> [Instructions to follow]:
A verbatim reproduction of all the entries is needed.

> [Source material]:
◆ ◆ ◆ ◆

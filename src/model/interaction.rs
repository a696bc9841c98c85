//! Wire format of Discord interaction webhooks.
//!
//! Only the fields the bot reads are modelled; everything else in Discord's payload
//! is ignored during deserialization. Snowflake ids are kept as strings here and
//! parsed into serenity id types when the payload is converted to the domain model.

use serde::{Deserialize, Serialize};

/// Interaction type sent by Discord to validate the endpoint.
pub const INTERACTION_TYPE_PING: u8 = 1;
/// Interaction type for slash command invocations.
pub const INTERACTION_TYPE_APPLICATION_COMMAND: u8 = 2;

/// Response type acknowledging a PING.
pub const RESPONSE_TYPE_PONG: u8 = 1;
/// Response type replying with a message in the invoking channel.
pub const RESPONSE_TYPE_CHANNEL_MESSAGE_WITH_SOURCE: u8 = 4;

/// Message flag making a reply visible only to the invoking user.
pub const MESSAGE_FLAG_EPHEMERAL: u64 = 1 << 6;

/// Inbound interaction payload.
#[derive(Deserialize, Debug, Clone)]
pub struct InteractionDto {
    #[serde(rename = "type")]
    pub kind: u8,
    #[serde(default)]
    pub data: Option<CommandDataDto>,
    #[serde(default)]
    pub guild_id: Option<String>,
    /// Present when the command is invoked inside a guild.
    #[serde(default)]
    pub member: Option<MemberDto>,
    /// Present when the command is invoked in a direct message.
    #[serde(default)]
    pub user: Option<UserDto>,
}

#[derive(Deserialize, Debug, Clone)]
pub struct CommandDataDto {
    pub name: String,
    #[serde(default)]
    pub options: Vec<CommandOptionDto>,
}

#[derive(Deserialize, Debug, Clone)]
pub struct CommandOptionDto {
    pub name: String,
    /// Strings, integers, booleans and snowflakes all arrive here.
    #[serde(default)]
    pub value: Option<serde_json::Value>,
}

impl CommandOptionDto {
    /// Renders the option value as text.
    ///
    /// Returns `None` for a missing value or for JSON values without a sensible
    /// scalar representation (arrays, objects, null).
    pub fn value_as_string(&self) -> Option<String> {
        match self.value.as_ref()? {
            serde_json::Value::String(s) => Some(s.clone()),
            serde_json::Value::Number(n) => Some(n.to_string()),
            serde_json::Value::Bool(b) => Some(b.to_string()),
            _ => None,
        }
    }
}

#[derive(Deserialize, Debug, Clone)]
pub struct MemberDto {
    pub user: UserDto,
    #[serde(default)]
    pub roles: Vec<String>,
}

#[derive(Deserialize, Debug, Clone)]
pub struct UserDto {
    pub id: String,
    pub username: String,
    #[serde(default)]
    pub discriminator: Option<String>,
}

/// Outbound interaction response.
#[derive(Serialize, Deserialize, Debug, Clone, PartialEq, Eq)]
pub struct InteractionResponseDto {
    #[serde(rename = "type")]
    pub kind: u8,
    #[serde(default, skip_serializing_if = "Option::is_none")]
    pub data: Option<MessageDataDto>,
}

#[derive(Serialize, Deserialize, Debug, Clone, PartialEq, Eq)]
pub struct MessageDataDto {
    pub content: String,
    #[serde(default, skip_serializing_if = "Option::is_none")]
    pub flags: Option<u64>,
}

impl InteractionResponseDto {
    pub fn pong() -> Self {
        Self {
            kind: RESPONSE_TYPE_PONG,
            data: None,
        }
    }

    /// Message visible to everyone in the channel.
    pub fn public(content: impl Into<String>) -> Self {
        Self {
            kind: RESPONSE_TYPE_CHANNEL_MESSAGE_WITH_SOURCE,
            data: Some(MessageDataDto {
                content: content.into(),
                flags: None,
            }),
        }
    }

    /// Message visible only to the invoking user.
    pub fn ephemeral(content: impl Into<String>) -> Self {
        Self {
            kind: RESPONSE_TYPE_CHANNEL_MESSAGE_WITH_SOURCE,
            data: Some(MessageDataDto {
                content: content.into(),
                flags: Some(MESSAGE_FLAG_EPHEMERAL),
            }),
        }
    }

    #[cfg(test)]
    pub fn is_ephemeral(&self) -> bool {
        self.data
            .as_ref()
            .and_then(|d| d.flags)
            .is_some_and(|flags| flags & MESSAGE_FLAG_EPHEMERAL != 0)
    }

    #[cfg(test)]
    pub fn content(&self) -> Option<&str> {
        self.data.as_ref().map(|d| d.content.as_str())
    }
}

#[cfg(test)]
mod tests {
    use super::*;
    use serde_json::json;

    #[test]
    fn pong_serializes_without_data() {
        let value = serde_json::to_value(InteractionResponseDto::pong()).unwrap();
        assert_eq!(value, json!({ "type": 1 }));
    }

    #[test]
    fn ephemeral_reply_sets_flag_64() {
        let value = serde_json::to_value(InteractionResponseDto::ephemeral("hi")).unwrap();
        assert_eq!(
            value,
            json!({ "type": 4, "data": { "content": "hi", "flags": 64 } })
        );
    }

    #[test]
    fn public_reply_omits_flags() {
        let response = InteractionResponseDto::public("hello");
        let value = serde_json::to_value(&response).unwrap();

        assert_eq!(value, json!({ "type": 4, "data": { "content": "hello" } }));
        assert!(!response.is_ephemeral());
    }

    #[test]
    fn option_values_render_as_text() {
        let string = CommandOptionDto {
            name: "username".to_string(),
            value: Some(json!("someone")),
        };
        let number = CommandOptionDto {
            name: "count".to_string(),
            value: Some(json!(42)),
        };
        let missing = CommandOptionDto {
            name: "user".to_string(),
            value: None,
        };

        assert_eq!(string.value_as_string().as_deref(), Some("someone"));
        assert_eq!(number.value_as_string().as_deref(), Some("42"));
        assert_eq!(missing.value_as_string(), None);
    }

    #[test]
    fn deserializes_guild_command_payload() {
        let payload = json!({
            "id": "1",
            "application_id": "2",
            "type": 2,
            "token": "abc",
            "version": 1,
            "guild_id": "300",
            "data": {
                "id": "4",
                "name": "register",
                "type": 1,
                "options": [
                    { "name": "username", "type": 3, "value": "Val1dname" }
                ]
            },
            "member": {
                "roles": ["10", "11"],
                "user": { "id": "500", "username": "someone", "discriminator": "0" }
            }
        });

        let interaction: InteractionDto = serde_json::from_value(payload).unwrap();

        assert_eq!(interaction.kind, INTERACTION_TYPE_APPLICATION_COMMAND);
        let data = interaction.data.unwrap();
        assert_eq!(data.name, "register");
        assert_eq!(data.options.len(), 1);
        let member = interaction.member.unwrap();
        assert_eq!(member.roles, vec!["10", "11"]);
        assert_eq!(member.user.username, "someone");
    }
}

◆ ◆ ◆ ◆

> [Result of the exercise]:
filename src/model/interaction.rs
repository a696bc9841c98c85
//! Wire format of Discord interaction webhooks.
//!
//! Only the fields the bot reads are modelled; everything else in Discord's payload
//! is ignored during deserialization. Snowflake ids are kept as strings here and
//! parsed into serenity id types when the payload is converted to the domain model.

use serde::{Deserialize, Serialize};

/// Interaction type sent by Discord to validate the endpoint.
pub const INTERACTION_TYPE_PING: u8 = 1;
/// Interaction type for slash command invocations.
pub const INTERACTION_TYPE_APPLICATION_COMMAND: u8 = 2;

/// Response type acknowledging a PING.
pub const RESPONSE_TYPE_PONG: u8 = 1;
/// Response type replying with a message in the invoking channel.
pub const RESPONSE_TYPE_CHANNEL_MESSAGE_WITH_SOURCE: u8 = 4;

/// Message flag making a reply visible only to the invoking user.
pub const MESSAGE_FLAG_EPHEMERAL: u64 = 1 << 6;

/// Inbound interaction payload.
#[derive(Deserialize, Debug, Clone)]
pub struct InteractionDto {
    #[serde(rename = "type")]
    pub kind: u8,
    #[serde(default)]
    pub data: Option<CommandDataDto>,
    #[serde(default)]
    pub guild_id: Option<String>,
    /// Present when the command is invoked inside a guild.
    #[serde(default)]
    pub member: Option<MemberDto>,
    /// Present when the command is invoked in a direct message.
    #[serde(default)]
    pub user: Option<UserDto>,
}

#[derive(Deserialize, Debug, Clone)]
pub struct CommandDataDto {
    pub name: String,
    #[serde(default)]
    pub options: Vec<CommandOptionDto>,
}

#[derive(Deserialize, Debug, Clone)]
pub struct CommandOptionDto {
    pub name: String,
    /// Strings, integers, booleans and snowflakes all arrive here.
    #[serde(default)]
    pub value: Option<serde_json::Value>,
}

impl CommandOptionDto {
    /// Renders the option value as text.
    ///
    /// Returns `None` for a missing value or for JSON values without a sensible
    /// scalar representation (arrays, objects, null).
    pub fn value_as_string(&self) -> Option<String> {
        match self.value.as_ref()? {
            serde_json::Value::String(s) => Some(s.clone()),
            serde_json::Value::Number(n) => Some(n.to_string()),
            serde_json::Value::Bool(b) => Some(b.to_string()),
            _ => None,
        }
    }
}

#[derive(Deserialize, Debug, Clone)]
pub struct MemberDto {
    pub user: UserDto,
    #[serde(default)]
    pub roles: Vec<String>,
}

#[derive(Deserialize, Debug, Clone)]
pub struct UserDto {
    pub id: String,
    pub username: String,
    #[serde(default)]
    pub discriminator: Option<String>,
}

/// Outbound interaction response.
#[derive(Serialize, Deserialize, Debug, Clone, PartialEq, Eq)]
pub struct InteractionResponseDto {
    #[serde(rename = "type")]
    pub kind: u8,
    #[serde(default, skip_serializing_if = "Option::is_none")]
    pub data: Option<MessageDataDto>,
}

#[derive(Serialize, Deserialize, Debug, Clone, PartialEq, Eq)]
pub struct MessageDataDto {
    pub content: String,
    #[serde(default, skip_serializing_if = "Option::is_none")]
    pub flags: Option<u64>,
}

impl InteractionResponseDto {
    pub fn pong() -> Self {
        Self {
            kind: RESPONSE_TYPE_PONG,
            data: None,
        }
    }

    /// Message visible to everyone in the channel.
    pub fn public(content: impl Into<String>) -> Self {
        Self {
            kind: RESPONSE_TYPE_CHANNEL_MESSAGE_WITH_SOURCE,
            data: Some(MessageDataDto {
                content: content.into(),
                flags: None,
            }),
        }
    }

    /// Message visible only to the invoking user.
    pub fn ephemeral(content: impl Into<String>) -> Self {
        Self {
            kind: RESPONSE_TYPE_CHANNEL_MESSAGE_WITH_SOURCE,
            data: Some(MessageDataDto {
                content: content.into(),
                flags: Some(MESSAGE_FLAG_EPHEMERAL),
            }),
        }
    }

    #[cfg(test)]
    pub fn is_ephemeral(&self) -> bool {
        self.data
            .as_ref()
            .and_then(|d| d.flags)
            .is_some_and(|flags| flags & MESSAGE_FLAG_EPHEMERAL != 0)
    }

    #[cfg(test)]
    pub fn content(&self) -> Option<&str> {
        self.data.as_ref().map(|d| d.content.as_str())
    }
}

#[cfg(test)]
mod tests {
    use super::*;
    use serde_json::json;

    #[test]
    fn pong_serializes_without_data() {
        let value = serde_json::to_value(InteractionResponseDto::pong()).unwrap();
        assert_eq!(value, json!({ "type": 1 }));
    }

    #[test]
    fn ephemeral_reply_sets_flag_64() {
        let value = serde_json::to_value(InteractionResponseDto::ephemeral("hi")).unwrap();
        assert_eq!(
            value,
            json!({ "type": 4, "data": { "content": "hi", "flags": 64 } })
        );
    }

    #[test]
    fn public_reply_omits_flags() {
        let response = InteractionResponseDto::public("hello");
        let value = serde_json::to_value(&response).unwrap();

        assert_eq!(value, json!({ "type": 4, "data": { "content": "hello" } }));
        assert!(!response.is_ephemeral());
    }

    #[test]
    fn option_values_render_as_text() {
        let string = CommandOptionDto {
            name: "username".to_string(),
            value: Some(json!("someone")),
        };
        let number = CommandOptionDto {
            name: "count".to_string(),
            value: Some(json!(42)),
        };
        let missing = CommandOptionDto {
            name: "user".to_string(),
            value: None,
        };

        assert_eq!(string.value_as_string().as_deref(), Some("someone"));
        assert_eq!(number.value_as_string().as_deref(), Some("42"));
        assert_eq!(missing.value_as_string(), None);
    }

    #[test]
    fn deserializes_guild_command_payload() {
        let payload = json!({
            "id": "1",
            "application_id": "2",
            "type": 2,
            "token": "abc",
            "version": 1,
            "guild_id": "300",
            "data": {
                "id": "4",
                "name": "register",
                "type": 1,
                "options": [
                    { "name": "username", "type": 3, "value": "Val1dname" }
                ]
            },
            "member": {
                "roles": ["10", "11"],
                "user": { "id": "500", "username": "someone", "discriminator": "0" }
            }
        });

        let interaction: InteractionDto = serde_json::from_value(payload).unwrap();

        assert_eq!(interaction.kind, INTERACTION_TYPE_APPLICATION_COMMAND);
        let data = interaction.data.unwrap();
        assert_eq!(data.name, "register");
        assert_eq!(data.options.len(), 1);
        let member = interaction.member.unwrap();
        assert_eq!(member.roles, vec!["10", "11"]);
        assert_eq!(member.user.username, "someone");
    }
}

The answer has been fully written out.